◆ **Description of the task**:
Each line below must be printed again exactly.

◆ **Exercise data**:

"""

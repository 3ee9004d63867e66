//! QR image providers for the contact deep link
//!
//! Two interchangeable strategies produce the image shown next to the
//! contact link:
//!
//! - [`RemoteQrProvider`] returns a URL on a third-party generation API;
//!   the browser fetches it at render time.
//! - [`LocalQrProvider`] encodes the link in-process and returns PNG bytes.
//!
//! Which one runs is chosen by [`ProviderKind`] in the configuration.

mod local;
mod remote;

use std::fmt;
use std::str::FromStr;

use base64::{engine::general_purpose::STANDARD as BASE64, Engine as _};
use serde::{Deserialize, Serialize};

use crate::constants::PNG_CONTENT_TYPE;
use crate::contact::DeepLink;
use crate::{Error, Result};

pub use local::LocalQrProvider;
pub use remote::RemoteQrProvider;

/// Image produced for a deep link
#[derive(Debug, Clone, PartialEq, Eq)]
pub enum QrImage {
    /// URL of an image generated by a remote service
    Remote(String),
    /// PNG bytes generated locally
    Png(Vec<u8>),
}

impl QrImage {
    pub fn is_remote(&self) -> bool {
        matches!(self, QrImage::Remote(_))
    }

    /// Value for an `<img src>`: the remote URL, or the PNG inlined as a
    /// base64 data URL.
    pub fn to_img_src(&self) -> String {
        match self {
            QrImage::Remote(url) => url.clone(),
            QrImage::Png(bytes) => format!("data:{};base64,{}", PNG_CONTENT_TYPE, BASE64.encode(bytes)),
        }
    }
}

/// Strategy used to source the QR image
#[derive(Debug, Clone, Copy, Default, PartialEq, Eq, Hash, Serialize, Deserialize)]
pub enum ProviderKind {
    /// Delegate to the remote generation endpoint
    #[serde(rename = "remote")]
    RemoteDelegation,
    /// Encode in-process
    #[default]
    #[serde(rename = "local")]
    LocalGeneration,
}

impl ProviderKind {
    pub fn as_str(&self) -> &'static str {
        match self {
            ProviderKind::RemoteDelegation => "remote",
            ProviderKind::LocalGeneration => "local",
        }
    }
}

impl fmt::Display for ProviderKind {
    fn fmt(&self, f: &mut fmt::Formatter<'_>) -> fmt::Result {
        f.write_str(self.as_str())
    }
}

impl FromStr for ProviderKind {
    type Err = Error;

    fn from_str(s: &str) -> Result<Self> {
        match s.trim().to_ascii_lowercase().as_str() {
            "remote" => Ok(ProviderKind::RemoteDelegation),
            "local" => Ok(ProviderKind::LocalGeneration),
            other => Err(Error::Config(format!(
                "unknown QR provider {:?} (expected \"remote\" or \"local\")",
                other
            ))),
        }
    }
}

/// Turns a deep link into a displayable QR image.
pub trait QrImageProvider: Send + Sync {
    fn kind(&self) -> ProviderKind;

    fn provide(&self, link: &DeepLink) -> Result<QrImage>;
}

/// Build the provider selected by `kind`, rendering images of `size` pixels.
pub fn provider_for(kind: ProviderKind, size: u32) -> Box<dyn QrImageProvider> {
    match kind {
        ProviderKind::RemoteDelegation => Box::new(RemoteQrProvider::new(size)),
        ProviderKind::LocalGeneration => Box::new(LocalQrProvider::new(size)),
    }
}

#[cfg(test)]
mod tests {
    use super::*;
    use crate::contact::{build_deep_link, PhoneNumber};

    fn link() -> DeepLink {
        build_deep_link(&PhoneNumber::parse("+15551540430").unwrap())
    }

    #[test]
    fn test_provider_kind_parse() {
        assert_eq!("remote".parse::<ProviderKind>().unwrap(), ProviderKind::RemoteDelegation);
        assert_eq!(" LOCAL ".parse::<ProviderKind>().unwrap(), ProviderKind::LocalGeneration);
        assert!("cloud".parse::<ProviderKind>().is_err());
    }

    #[test]
    fn test_provider_kind_default_is_local() {
        assert_eq!(ProviderKind::default(), ProviderKind::LocalGeneration);
    }

    #[test]
    fn test_provider_for_selects_strategy() {
        let remote = provider_for(ProviderKind::RemoteDelegation, 200);
        assert_eq!(remote.kind(), ProviderKind::RemoteDelegation);
        assert!(remote.provide(&link()).unwrap().is_remote());

        let local = provider_for(ProviderKind::LocalGeneration, 200);
        assert_eq!(local.kind(), ProviderKind::LocalGeneration);
        let image = local.provide(&link()).unwrap();
        assert!(matches!(image, QrImage::Png(ref bytes) if !bytes.is_empty()));
    }

    #[test]
    fn test_img_src() {
        let remote = QrImage::Remote("https://example.com/qr.png".to_string());
        assert_eq!(remote.to_img_src(), "https://example.com/qr.png");

        let png = QrImage::Png(vec![0x89, b'P', b'N', b'G']);
        assert_eq!(png.to_img_src(), "data:image/png;base64,iVBORw==");
    }
}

"""

◆ **Exercise output**:
repository 3ee9004d63867e66
//! QR image providers for the contact deep link
//!
//! Two interchangeable strategies produce the image shown next to the
//! contact link:
//!
//! - [`RemoteQrProvider`] returns a URL on a third-party generation API;
//!   the browser fetches it at render time.
//! - [`LocalQrProvider`] encodes the link in-process and returns PNG bytes.
//!
//! Which one runs is chosen by [`ProviderKind`] in the configuration.

mod local;
mod remote;

use std::fmt;
use std::str::FromStr;

use base64::{engine::general_purpose::STANDARD as BASE64, Engine as _};
use serde::{Deserialize, Serialize};

use crate::constants::PNG_CONTENT_TYPE;
use crate::contact::DeepLink;
use crate::{Error, Result};

pub use local::LocalQrProvider;
pub use remote::RemoteQrProvider;

/// Image produced for a deep link
#[derive(Debug, Clone, PartialEq, Eq)]
pub enum QrImage {
    /// URL of an image generated by a remote service
    Remote(String),
    /// PNG bytes generated locally
    Png(Vec<u8>),
}

impl QrImage {
    pub fn is_remote(&self) -> bool {
        matches!(self, QrImage::Remote(_))
    }

    /// Value for an `<img src>`: the remote URL, or the PNG inlined as a
    /// base64 data URL.
    pub fn to_img_src(&self) -> String {
        match self {
            QrImage::Remote(url) => url.clone(),
            QrImage::Png(bytes) => format!("data:{};base64,{}", PNG_CONTENT_TYPE, BASE64.encode(bytes)),
        }
    }
}

/// Strategy used to source the QR image
#[derive(Debug, Clone, Copy, Default, PartialEq, Eq, Hash, Serialize, Deserialize)]
pub enum ProviderKind {
    /// Delegate to the remote generation endpoint
    #[serde(rename = "remote")]
    RemoteDelegation,
    /// Encode in-process
    #[default]
    #[serde(rename = "local")]
    LocalGeneration,
}

impl ProviderKind {
    pub fn as_str(&self) -> &'static str {
        match self {
            ProviderKind::RemoteDelegation => "remote",
            ProviderKind::LocalGeneration => "local",
        }
    }
}

impl fmt::Display for ProviderKind {
    fn fmt(&self, f: &mut fmt::Formatter<'_>) -> fmt::Result {
        f.write_str(self.as_str())
    }
}

impl FromStr for ProviderKind {
    type Err = Error;

    fn from_str(s: &str) -> Result<Self> {
        match s.trim().to_ascii_lowercase().as_str() {
            "remote" => Ok(ProviderKind::RemoteDelegation),
            "local" => Ok(ProviderKind::LocalGeneration),
            other => Err(Error::Config(format!(
                "unknown QR provider {:?} (expected \"remote\" or \"local\")",
                other
            ))),
        }
    }
}

/// Turns a deep link into a displayable QR image.
pub trait QrImageProvider: Send + Sync {
    fn kind(&self) -> ProviderKind;

    fn provide(&self, link: &DeepLink) -> Result<QrImage>;
}

/// Build the provider selected by `kind`, rendering images of `size` pixels.
pub fn provider_for(kind: ProviderKind, size: u32) -> Box<dyn QrImageProvider> {
    match kind {
        ProviderKind::RemoteDelegation => Box::new(RemoteQrProvider::new(size)),
        ProviderKind::LocalGeneration => Box::new(LocalQrProvider::new(size)),
    }
}

#[cfg(test)]
mod tests {
    use super::*;
    use crate::contact::{build_deep_link, PhoneNumber};

    fn link() -> DeepLink {
        build_deep_link(&PhoneNumber::parse("+15551540430").unwrap())
    }

    #[test]
    fn test_provider_kind_parse() {
        assert_eq!("remote".parse::<ProviderKind>().unwrap(), ProviderKind::RemoteDelegation);
        assert_eq!(" LOCAL ".parse::<ProviderKind>().unwrap(), ProviderKind::LocalGeneration);
        assert!("cloud".parse::<ProviderKind>().is_err());
    }

    #[test]
    fn test_provider_kind_default_is_local() {
        assert_eq!(ProviderKind::default(), ProviderKind::LocalGeneration);
    }

    #[test]
    fn test_provider_for_selects_strategy() {
        let remote = provider_for(ProviderKind::RemoteDelegation, 200);
        assert_eq!(remote.kind(), ProviderKind::RemoteDelegation);
        assert!(remote.provide(&link()).unwrap().is_remote());

        let local = provider_for(ProviderKind::LocalGeneration, 200);
        assert_eq!(local.kind(), ProviderKind::LocalGeneration);
        let image = local.provide(&link()).unwrap();
        assert!(matches!(image, QrImage::Png(ref bytes) if !bytes.is_empty()));
    }

    #[test]
    fn test_img_src() {
        let remote = QrImage::Remote("https://example.com/qr.png".to_string());
        assert_eq!(remote.to_img_src(), "https://example.com/qr.png");

        let png = QrImage::Png(vec![0x89, b'P', b'N', b'G']);
        assert_eq!(png.to_img_src(), "data:image/png;base64,iVBORw==");
    }
}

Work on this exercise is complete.